La posture du formateur-accompagnateur
- L'apprenant parle 70-80% du temps
- Rester ancré dans le concret — ramener à la situation dès que ça glisse vers le général
- Ne pas évaluer pendant l'analyse — l'évaluation vient après la compréhension
- Résister à la tentation de donner la réponse quand l'apprenant cherche
- Tenir le silence — c'est souvent là que l'apprenant pense
Les 5 erreurs les plus fréquentes
- Le débrief évaluatif : « C'était bien, mais tu aurais dû… » — évalue avant d'analyser, ferme l'exploration
- Le cours déguisé : on utilise l'entretien pour « passer » du contenu
- La généralisation prématurée : on saute à la leçon avant d'avoir analysé la situation
- Le silence rempli : on répond à sa propre question — le silence est précieux
- L'entretien trop court : prévoir 20-45 minutes selon la complexité
Le décret impose des phases réflexives formalisées et traçables — mais n'en impose pas le format. Ce qui compte : qu'elles soient réelles, structurées et documentées.

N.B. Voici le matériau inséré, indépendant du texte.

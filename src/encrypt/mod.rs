// Copyright 2021 Google LLC
//
// Licensed under the Apache License, Version 2.0 (the "License");
// you may not use this file except in compliance with the License.
// You may obtain a copy of the License at
//
//      http://www.apache.org/licenses/LICENSE-2.0
//
// Unless required by applicable law or agreed to in writing, software
// distributed under the License is distributed on an "AS IS" BASIS,
// WITHOUT WARRANTIES OR CONDITIONS OF ANY KIND, either express or implied.
// See the License for the specific language governing permissions and
// limitations under the License.
//
////////////////////////////////////////////////////////////////////////////////

//! JWE functionality (RFC 7516): building, decrypting and (de)serializing
//! encrypted objects.

use crate::{
    jwa::{
        AlgorithmManager, CompressionAlgorithm, ContentEncryptionAlgorithm,
        KeyManagementAlgorithm, KeyManagementMode,
    },
    util::{b64_decode, b64_encode, random_bytes, ValueTryAs},
    AsJsonValue, Header, Jwk, JwkSet, JoseError, ProtectedHeader, Result,
};
use serde_json::{Map, Value};


/// One recipient of a [`Jwe`]: its specific headers and its encrypted copy
/// of the shared CEK (empty for direct and agreement modes).
#[derive(Clone, Debug, Default, PartialEq)]
pub struct Recipient {
    /// Recipient-specific headers, not integrity protected.
    pub header: Header,
    /// The CEK wrapped for this recipient.
    pub encrypted_key: Vec<u8>,
}

/// An encrypted object: one ciphertext under one CEK, wrapped or agreed
/// independently for each recipient (RFC 7516 section 7.2).
#[derive(Clone, Debug, Default, PartialEq)]
pub struct Jwe {
    /// Integrity-protected headers, shared by all recipients.
    pub protected: ProtectedHeader,
    /// Shared headers carried alongside but not protected.
    pub unprotected: Header,
    /// Per-recipient entries, in the order they were added.
    pub recipients: Vec<Recipient>,
    /// Initialization vector for the content encryption.
    pub iv: Vec<u8>,
    /// The encrypted payload.
    pub ciphertext: Vec<u8>,
    /// Authentication tag over ciphertext and AAD.
    pub tag: Vec<u8>,
    /// Caller-supplied additional authenticated data, if any.
    pub aad: Option<Vec<u8>>,
}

Grille d'analyse d'entretien réflexif
Pour chacune des 8 formulations ci-dessous, indiquez : (1) Est-ce une question réflexive AFEST ? (2) Si oui, à quelle étape ? (3) Si non, quel problème identifiez-vous ?
« Tu sais, en général il faut faire X avant Y. »
« Qu'est-ce que tu as fait exactement quand tu as vu que ça ne fonctionnait pas ? »
« C'était bien, mais la prochaine fois tu fais autrement. »
« Comment tu as su que c'était le bon moment pour arrêter ? »
« Tu as l'air satisfait — c'était satisfaisant pour toi ? »
« Si tu devais recommencer demain, qu'est-ce qui serait différent ? »
« Attends, laisse-moi t'expliquer pourquoi ça n'a pas marché. »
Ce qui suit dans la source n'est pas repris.